- [Work instructions]: Please output each entry exactly as it appears.

- [Data to use]:
━━━━━━━━━━━━━━━━━━━━━━━━━━━━━━

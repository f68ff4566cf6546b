use axum::{Extension, Router, routing::get};
use std::sync::Arc;
use tokio::{net::TcpListener, sync::Mutex};

use crate::{api, types::AuthCallback, warning};

/// Builds the router of the local callback server.
///
/// The callback handler is mounted at `callback_path`, the path component of
/// the configured redirect URI.
pub fn router(callback_path: &str, state: Arc<Mutex<AuthCallback>>) -> Router {
    Router::new()
        .route("/health", get(api::health))
        .route(callback_path, get(api::callback))
        .layer(Extension(state))
}

pub async fn start_api_server(
    listener: TcpListener,
    callback_path: &str,
    state: Arc<Mutex<AuthCallback>>,
) {
    let app = router(callback_path, state);

    if let Err(e) = axum::serve(listener, app).await {
        warning!("Callback server stopped: {}", e);
    }
}
use std::time::Duration;

use reqwest::{StatusCode, header::HeaderMap};

/// When and how long to wait before re-sending a failed request.
///
/// Rate-limit responses (429) honor the provider's `Retry-After` header as
/// long as it stays below `max_retry_after`. Transient server errors and
/// connection failures back off exponentially from `base_delay`.
#[derive(Debug, Clone, Copy, PartialEq, Eq)]
pub struct RetryPolicy {
    pub max_retries: u32,
    pub base_delay: Duration,
    pub max_delay: Duration,
    pub max_retry_after: Duration,
}

impl Default for RetryPolicy {
    fn default() -> Self {
        Self {
            max_retries: 3,
            base_delay: Duration::from_millis(500),
            max_delay: Duration::from_secs(30),
            max_retry_after: Duration::from_secs(120),
        }
    }
}

impl RetryPolicy {
    /// A policy that never retries.
    pub fn none() -> Self {
        Self {
            max_retries: 0,
            ..Self::default()
        }
    }

    pub fn is_transient(status: StatusCode) -> bool {
        matches!(
            status,
            StatusCode::TOO_MANY_REQUESTS
                | StatusCode::INTERNAL_SERVER_ERROR
                | StatusCode::BAD_GATEWAY
                | StatusCode::SERVICE_UNAVAILABLE
                | StatusCode::GATEWAY_TIMEOUT
        )
    }

    /// Exponential delay for the given zero-based attempt, capped at `max_delay`.
    pub fn backoff(&self, attempt: u32) -> Duration {
        let factor = 2u32.saturating_pow(attempt);
        self.base_delay
            .checked_mul(factor)
            .unwrap_or(self.max_delay)
            .min(self.max_delay)
    }

    /// Delay before retrying a response with `status`, or `None` when the
    /// request must not be retried.
    pub fn delay_for(
        &self,
        status: StatusCode,
        retry_after: Option<Duration>,
        attempt: u32,
    ) -> Option<Duration> {
        if attempt >= self.max_retries || !Self::is_transient(status) {
            return None;
        }

        match (status, retry_after) {
            (StatusCode::TOO_MANY_REQUESTS, Some(wait)) if wait > self.max_retry_after => None,
            (StatusCode::TOO_MANY_REQUESTS, Some(wait)) => Some(wait),
            _ => Some(self.backoff(attempt)),
        }
    }

    /// Delay before retrying after a connection-level failure.
    pub fn delay_for_transport(&self, attempt: u32) -> Option<Duration> {
        (attempt < self.max_retries).then(|| self.backoff(attempt))
    }
}

/// Parses a `Retry-After` header given in whole seconds.
pub fn retry_after(headers: &HeaderMap) -> Option<Duration> {
    headers
        .get(reqwest::header::RETRY_AFTER)?
        .to_str()
        .ok()?
        .trim()
        .parse::<u64>()
        .ok()
        .map(Duration::from_secs)
}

━━━━━━━━━━━━━━━━━━━━━━━━━━━━━━

- [Problem solution]:
repository f68ff4566cf6546b
use axum::{Extension, Router, routing::get};
use std::sync::Arc;
use tokio::{net::TcpListener, sync::Mutex};

use crate::{api, types::AuthCallback, warning};

/// Builds the router of the local callback server.
///
/// The callback handler is mounted at `callback_path`, the path component of
/// the configured redirect URI.
pub fn router(callback_path: &str, state: Arc<Mutex<AuthCallback>>) -> Router {
    Router::new()
        .route("/health", get(api::health))
        .route(callback_path, get(api::callback))
        .layer(Extension(state))
}

pub async fn start_api_server(
    listener: TcpListener,
    callback_path: &str,
    state: Arc<Mutex<AuthCallback>>,
) {
    let app = router(callback_path, state);

    if let Err(e) = axum::serve(listener, app).await {
        warning!("Callback server stopped: {}", e);
    }
}
use std::time::Duration;

use reqwest::{StatusCode, header::HeaderMap};

/// When and how long to wait before re-sending a failed request.
///
/// Rate-limit responses (429) honor the provider's `Retry-After` header as
/// long as it stays below `max_retry_after`. Transient server errors and
/// connection failures back off exponentially from `base_delay`.
#[derive(Debug, Clone, Copy, PartialEq, Eq)]
pub struct RetryPolicy {
    pub max_retries: u32,
    pub base_delay: Duration,
    pub max_delay: Duration,
    pub max_retry_after: Duration,
}

impl Default for RetryPolicy {
    fn default() -> Self {
        Self {
            max_retries: 3,
            base_delay: Duration::from_millis(500),
            max_delay: Duration::from_secs(30),
            max_retry_after: Duration::from_secs(120),
        }
    }
}

impl RetryPolicy {
    /// A policy that never retries.
    pub fn none() -> Self {
        Self {
            max_retries: 0,
            ..Self::default()
        }
    }

    pub fn is_transient(status: StatusCode) -> bool {
        matches!(
            status,
            StatusCode::TOO_MANY_REQUESTS
                | StatusCode::INTERNAL_SERVER_ERROR
                | StatusCode::BAD_GATEWAY
                | StatusCode::SERVICE_UNAVAILABLE
                | StatusCode::GATEWAY_TIMEOUT
        )
    }

    /// Exponential delay for the given zero-based attempt, capped at `max_delay`.
    pub fn backoff(&self, attempt: u32) -> Duration {
        let factor = 2u32.saturating_pow(attempt);
        self.base_delay
            .checked_mul(factor)
            .unwrap_or(self.max_delay)
            .min(self.max_delay)
    }

    /// Delay before retrying a response with `status`, or `None` when the
    /// request must not be retried.
    pub fn delay_for(
        &self,
        status: StatusCode,
        retry_after: Option<Duration>,
        attempt: u32,
    ) -> Option<Duration> {
        if attempt >= self.max_retries || !Self::is_transient(status) {
            return None;
        }

        match (status, retry_after) {
            (StatusCode::TOO_MANY_REQUESTS, Some(wait)) if wait > self.max_retry_after => None,
            (StatusCode::TOO_MANY_REQUESTS, Some(wait)) => Some(wait),
            _ => Some(self.backoff(attempt)),
        }
    }

    /// Delay before retrying after a connection-level failure.
    pub fn delay_for_transport(&self, attempt: u32) -> Option<Duration> {
        (attempt < self.max_retries).then(|| self.backoff(attempt))
    }
}

/// Parses a `Retry-After` header given in whole seconds.
pub fn retry_after(headers: &HeaderMap) -> Option<Duration> {
    headers
        .get(reqwest::header::RETRY_AFTER)?
        .to_str()
        .ok()?
        .trim()
        .parse::<u64>()
        .ok()
        .map(Duration::from_secs)
}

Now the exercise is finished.